Scenario 5: Interoperability with WebSphere Application Server Version 4

The purpose of this scenario is to show how secure interoperability can occur between different releases simultaneously while using multiple authentication protocols (Security Authentication Service (SAS) and Common Secure Interoperability Version 2 (CSIv2)).

For a WebSphere Application Server Version 5 server to communicate with a WebSphere Application Server Version 4 server, the WebSphere Application Server Version 5 server must support either IBM or BOTH as the protocol choice. By choosing BOTH, that Version 5 server also can communicate with other Version 5 servers that support CSI. If the only servers in your security domain are WebSphere Application Server Version 5, it is recommended that you choose CSI as the protocol because this prevents the IBM interceptors from loading. However, if there is a chance that any server will need to communicate with a previous release of WebSphere Application Server, select the protocol choice of BOTH.

Step 1: Configure S1

S1 requires message layer authentication with an SSL transport. The protocol for S1 must be BOTH. Configuration for incoming requests for S1 is not relevant for this scenario. To configure S1 for outgoing connections:

  1. Disable identity assertion.

  2. Enable user ID and password authentication.

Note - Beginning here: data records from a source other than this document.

//! Maps attribute namespaces to the resource packages to search.

use const_format::concatcp;
use tracing::trace;

use crate::document::{Document, NodeId};
use crate::resource::{Package, ResourceRegistry};

/// Every package-backed namespace URI starts with this marker.
pub const URI_PREFIX: &str = "http://schemas.android.com/apk/res/";
pub const ANDROID_URI: &str = concatcp!(URI_PREFIX, "android");
pub const AUTO_URI: &str = "http://schemas.android.com/apk/res-auto";
pub const TOOLS_URI: &str = "http://schemas.android.com/tools";

/// One package to search, and the prefix its attributes are written with.
#[derive(Clone, Debug)]
pub struct SearchTarget<'r> {
	pub package: &'r Package,
	pub prefix: String,
}

/// Packages behind a namespace URI.
///
/// [`AUTO_URI`] stands for every package of every registered table; any other
/// URI names exactly one package symbol after [`URI_PREFIX`], looked up in the
/// tables registered for that URI.
pub fn packages_for_uri<'r>(uri: &str, registry: &'r ResourceRegistry) -> Vec<&'r Package> {
	if uri == AUTO_URI {
		return registry.all_packages().collect();
	}
	let Some(symbol) = uri.strip_prefix(URI_PREFIX) else {
		trace!(uri, "namespace has no resource packages");
		return vec![];
	};
	let packages = registry
		.tables_for_namespace(uri)
		.filter_map(|table| table.package(symbol))
		.collect::<Vec<_>>();
	if packages.is_empty() {
		trace!(uri, symbol, "no table registered for namespace");
	}
	packages
}

/// Targets for an attribute whose prefix is already bound to `uri`.
pub fn targets_for_namespace<'r>(uri: &str, prefix: &str, registry: &'r ResourceRegistry) -> Vec<SearchTarget<'r>> {
	packages_for_uri(uri, registry)
		.into_iter()
		.map(|package| SearchTarget {
			package,
			prefix: prefix.to_string(),
		})
		.collect()
}

/// Targets for every namespace declared at or above `node`, used while the
/// attribute has no namespace yet.
pub fn fan_out<'r>(document: &Document, node: NodeId, registry: &'r ResourceRegistry) -> Vec<SearchTarget<'r>> {
	document
		.namespace_declarations(node)
		.into_iter()
		.flat_map(|(prefix, uri)| targets_for_namespace(uri, prefix, registry))
		.collect()
}

#[cfg(test)]
mod tests {
	use super::*;
	use crate::resource::{PackageName, ResourceTable};
	use pretty_assertions::assert_eq;

	fn registry() -> ResourceRegistry {
		let mut registry = ResourceRegistry::default();
		let mut android = ResourceTable::new(ANDROID_URI);
		android.insert(Package::new(PackageName::new("android")));
		registry.register(android);
		let mut app = ResourceTable::new(AUTO_URI);
		app.insert(Package::new(PackageName::new("com.example.app")));
		registry.register(app);
		registry
	}

	fn names(packages: &[&Package]) -> Vec<&'static str> {
		let mut names = packages.iter().map(|package| package.name.as_str()).collect::<Vec<_>>();
		names.sort();
		names
	}

	#[test]
	fn test_specific_uri() {
		let registry = registry();
		assert_eq!(names(&packages_for_uri(ANDROID_URI, &registry)), vec!["android"]);
	}

	#[test]
	fn test_auto_uri_spans_all_tables() {
		let registry = registry();
		assert_eq!(
			names(&packages_for_uri(AUTO_URI, &registry)),
			vec!["android", "com.example.app"]
		);
	}

	#[test]
	fn test_unbacked_uris_contribute_nothing() {
		let registry = registry();
		assert!(packages_for_uri(TOOLS_URI, &registry).is_empty());
		assert!(packages_for_uri(concatcp!(URI_PREFIX, "com.example.missing"), &registry).is_empty());
		assert!(packages_for_uri("urn:whatever", &registry).is_empty());
	}

	#[test]
	fn test_fan_out_tags_each_prefix() {
		let registry = registry();
		let document = Document::parse(concatcp!(
			r#"<FrameLayout xmlns:android=""#,
			ANDROID_URI,
			r#"" xmlns:tools=""#,
			TOOLS_URI,
			r#""><Button x="" /></FrameLayout>"#
		))
		.unwrap();
		let root = document.root().unwrap();
		let button = document[root].children[0];
		let targets = fan_out(&document, button, &registry);
		assert_eq!(targets.len(), 1);
		assert_eq!(targets[0].prefix, "android");
		assert_eq!(targets[0].package.name.as_str(), "android");
	}
}
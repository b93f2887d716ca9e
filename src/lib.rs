pub mod completion;
pub mod config;
pub mod document;
pub mod error;
pub mod hierarchy;
pub mod matcher;
pub mod namespace;
pub mod prelude;
pub mod project;
pub mod resource;
pub mod symbol;
pub mod utils;
pub mod view;
pub mod widget;

mod version;
pub use version::{GIT_VERSION, GITVER, NAME, VERSION};
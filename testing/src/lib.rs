//! Fixture-driven tests. Each directory under `fixtures/` is a project whose
//! layouts carry their expected completions in `<!-- ^complete ... -->` comments.

#[cfg(test)]
mod tests;
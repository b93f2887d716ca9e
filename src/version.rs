pub const NAME: &str = env!("CARGO_PKG_NAME");
pub const VERSION: &str = env!("CARGO_PKG_VERSION");
pub const GIT_VERSION: &str = git_version::git_version!(args = ["--tags", "--candidates=0"], fallback = "");
const GIT_DESCRIBE: &str = git_version::git_version!(fallback = "unknown");
pub const GITVER: &str = if GIT_VERSION.is_empty() { GIT_DESCRIBE } else { GIT_VERSION };
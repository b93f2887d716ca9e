//! Loads a project file and everything it points at.

use std::path::{Path, PathBuf};

use globwalk::{FileType, GlobWalkerBuilder};
use tracing::{debug, info, instrument, warn};

use crate::completion::CompletionContext;
use crate::config::Config;
use crate::matcher::Matcher;
use crate::resource::{ResourceRegistry, ResourceTable};
use crate::widget::WidgetIndex;
use crate::{errloc, format_loc, ok};

/// The widget table and resource tables of one project, loaded once.
#[derive(Debug)]
pub struct Project {
	/// Directory of the project file; every configured path is relative to it.
	pub root: PathBuf,
	pub config: Config,
	pub widgets: WidgetIndex,
	pub resources: ResourceRegistry,
}

impl Project {
	#[instrument(level = "debug")]
	pub fn load(path: &Path) -> anyhow::Result<Self> {
		let contents = ok!(std::fs::read_to_string(path), "could not read project file {}", path.display());
		let config: Config = ok!(serde_json::from_str(&contents), "invalid project file {}", path.display());
		let root = match path.parent() {
			Some(parent) if !parent.as_os_str().is_empty() => parent.to_path_buf(),
			_ => PathBuf::from("."),
		};

		let widgets = match &config.widgets {
			Some(widgets) => {
				let widgets = root.join(widgets);
				let contents = ok!(std::fs::read_to_string(&widgets), "could not read {}", widgets.display());
				ok!(WidgetIndex::from_json(&contents), "invalid widget table {}", widgets.display())
			}
			None => {
				warn!("no widget table configured, only dotted tags will resolve");
				WidgetIndex::default()
			}
		};

		let mut resources = ResourceRegistry::default();
		let patterns = config.resources.as_deref().unwrap_or_default();
		if !patterns.is_empty() {
			for table in resource_paths(&root, patterns)? {
				let contents = ok!(std::fs::read_to_string(&table), "could not read {}", table.display());
				let table_data: ResourceTable =
					ok!(serde_json::from_str(&contents), "invalid resource table {}", table.display());
				debug!(path = %table.display(), namespace = %table_data.namespace, "loaded resource table");
				resources.register(table_data);
			}
		}

		info!(
			widgets = widgets.len(),
			tables = resources.len(),
			"loaded project {}",
			path.display()
		);
		Ok(Project {
			root,
			config,
			widgets,
			resources,
		})
	}

	pub fn context<'a>(&'a self, matcher: &'a dyn Matcher) -> CompletionContext<'a> {
		CompletionContext {
			widgets: &self.widgets,
			resources: &self.resources,
			matcher,
			config: self.config.completions.clone().unwrap_or_default(),
		}
	}
}

/// Files under `root` matching any of `patterns`, sorted so tables register
/// in a stable order.
fn resource_paths(root: &Path, patterns: &[String]) -> anyhow::Result<Vec<PathBuf>> {
	let walker = GlobWalkerBuilder::from_patterns(root, patterns)
		.file_type(FileType::FILE)
		.build()
		.map_err(|err| errloc!("bad resource pattern in {:?}: {}", patterns, err))?;
	let mut paths = vec![];
	for entry in walker {
		match entry {
			Ok(entry) => paths.push(entry.into_path()),
			Err(err) => warn!("{}", format_loc!("skipping unreadable entry: {}", err)),
		}
	}
	paths.sort();
	Ok(paths)
}

#[cfg(test)]
mod tests {
	use super::*;
	use crate::matcher::CamelHumpMatcher;
	use pretty_assertions::assert_eq;

	fn scratch(name: &str) -> PathBuf {
		let dir = std::env::temp_dir().join(format!("layout-attrs-{name}-{}", std::process::id()));
		_ = std::fs::remove_dir_all(&dir);
		std::fs::create_dir_all(dir.join("res")).unwrap();
		dir
	}

	#[test]
	fn test_load_project() {
		let dir = scratch("load");
		std::fs::write(
			dir.join("project.json"),
			r#"{ "widgets": "widgets.json", "resources": ["res/*.json"], "completions": { "limit": 3 } }"#,
		)
		.unwrap();
		std::fs::write(
			dir.join("widgets.json"),
			r#"[{ "qualified_name": "android.view.View" }]"#,
		)
		.unwrap();
		std::fs::write(
			dir.join("res/android.json"),
			r#"{ "namespace": "http://schemas.android.com/apk/res/android",
			     "packages": { "android": { "View": { "styleable": [{ "name": "id", "format": "REFERENCE" }] } } } }"#,
		)
		.unwrap();
		std::fs::write(dir.join("res/notes.txt"), "ignored").unwrap();

		let project = Project::load(&dir.join("project.json")).unwrap();
		assert_eq!(project.widgets.len(), 1);
		assert_eq!(project.resources.len(), 1);
		let context = project.context(&CamelHumpMatcher);
		assert_eq!(context.config.limit, 3);
		assert!(context.config.dedup);
		_ = std::fs::remove_dir_all(&dir);
	}

	#[test]
	fn test_bad_table_reports_path() {
		let dir = scratch("bad");
		std::fs::write(dir.join("project.json"), r#"{ "resources": ["res/*.json"] }"#).unwrap();
		std::fs::write(dir.join("res/broken.json"), "{").unwrap();
		let err = Project::load(&dir.join("project.json")).unwrap_err();
		assert!(format!("{err:#}").contains("broken.json"), "{err:#}");
		_ = std::fs::remove_dir_all(&dir);
	}
}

  3. Enable Secure Sockets Layer (SSL).

  4. Disable SSL client certificate authentication.

  5. Set authentication protocol to BOTH in the global security settings.

Step 2: Configure S2

WebSphere Application Server Version 4 only supports the SAS authentication protocol. There are no special configuration steps needed other than enabling global security on server (S2).

Step 3: Configure S3

In the administrative console, S3 is configured for incoming requests to message layer authentication and to accept SSL connections. Configuration for outgoing requests and connections are not relevant for this scenario.

  1. Enable identity assertion.

  2. Disable user ID and password authentication.

  3. Enable SSL.

  4. Disable SSL client authentication.

  5. Set authentication protocol to either CSI or BOTH.